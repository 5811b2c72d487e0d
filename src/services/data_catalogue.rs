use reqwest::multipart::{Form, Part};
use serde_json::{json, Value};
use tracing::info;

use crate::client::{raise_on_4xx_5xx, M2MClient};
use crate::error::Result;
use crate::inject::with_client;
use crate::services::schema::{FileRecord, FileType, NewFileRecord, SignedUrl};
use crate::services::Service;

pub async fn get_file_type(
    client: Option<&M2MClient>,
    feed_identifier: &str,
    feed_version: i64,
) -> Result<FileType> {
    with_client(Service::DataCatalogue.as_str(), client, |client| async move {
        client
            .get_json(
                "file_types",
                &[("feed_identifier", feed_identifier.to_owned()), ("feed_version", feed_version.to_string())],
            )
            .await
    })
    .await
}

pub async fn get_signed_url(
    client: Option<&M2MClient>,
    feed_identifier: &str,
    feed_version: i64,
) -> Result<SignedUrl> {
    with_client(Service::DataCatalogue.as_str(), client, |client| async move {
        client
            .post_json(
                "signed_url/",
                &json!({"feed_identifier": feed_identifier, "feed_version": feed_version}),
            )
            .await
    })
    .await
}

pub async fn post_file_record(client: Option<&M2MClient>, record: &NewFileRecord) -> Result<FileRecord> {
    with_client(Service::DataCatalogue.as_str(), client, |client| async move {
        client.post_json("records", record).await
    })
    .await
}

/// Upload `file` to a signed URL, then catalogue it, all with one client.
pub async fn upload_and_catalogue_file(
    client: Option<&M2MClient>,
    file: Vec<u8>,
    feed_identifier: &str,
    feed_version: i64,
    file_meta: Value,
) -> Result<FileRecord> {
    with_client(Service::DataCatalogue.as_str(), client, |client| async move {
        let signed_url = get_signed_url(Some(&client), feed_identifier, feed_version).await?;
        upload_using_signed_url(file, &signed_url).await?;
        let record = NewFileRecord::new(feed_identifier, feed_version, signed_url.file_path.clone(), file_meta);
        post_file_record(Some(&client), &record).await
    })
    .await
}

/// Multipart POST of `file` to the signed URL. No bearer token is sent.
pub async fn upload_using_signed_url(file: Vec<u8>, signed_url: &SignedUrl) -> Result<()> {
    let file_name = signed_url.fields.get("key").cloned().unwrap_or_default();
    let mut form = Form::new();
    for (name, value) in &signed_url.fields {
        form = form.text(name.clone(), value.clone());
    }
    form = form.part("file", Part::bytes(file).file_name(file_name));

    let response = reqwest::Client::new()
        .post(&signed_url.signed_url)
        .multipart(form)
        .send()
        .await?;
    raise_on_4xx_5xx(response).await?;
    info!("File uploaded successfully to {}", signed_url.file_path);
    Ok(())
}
********************
▶ _BRIEF_: From the material above, copy every line where the word "services" is found.

▶ _SOLUTION TO THE PROBLEM_:
filename src/services/data_catalogue.rs
use crate::services::schema::{FileRecord, FileType, NewFileRecord, SignedUrl};
use crate::services::Service;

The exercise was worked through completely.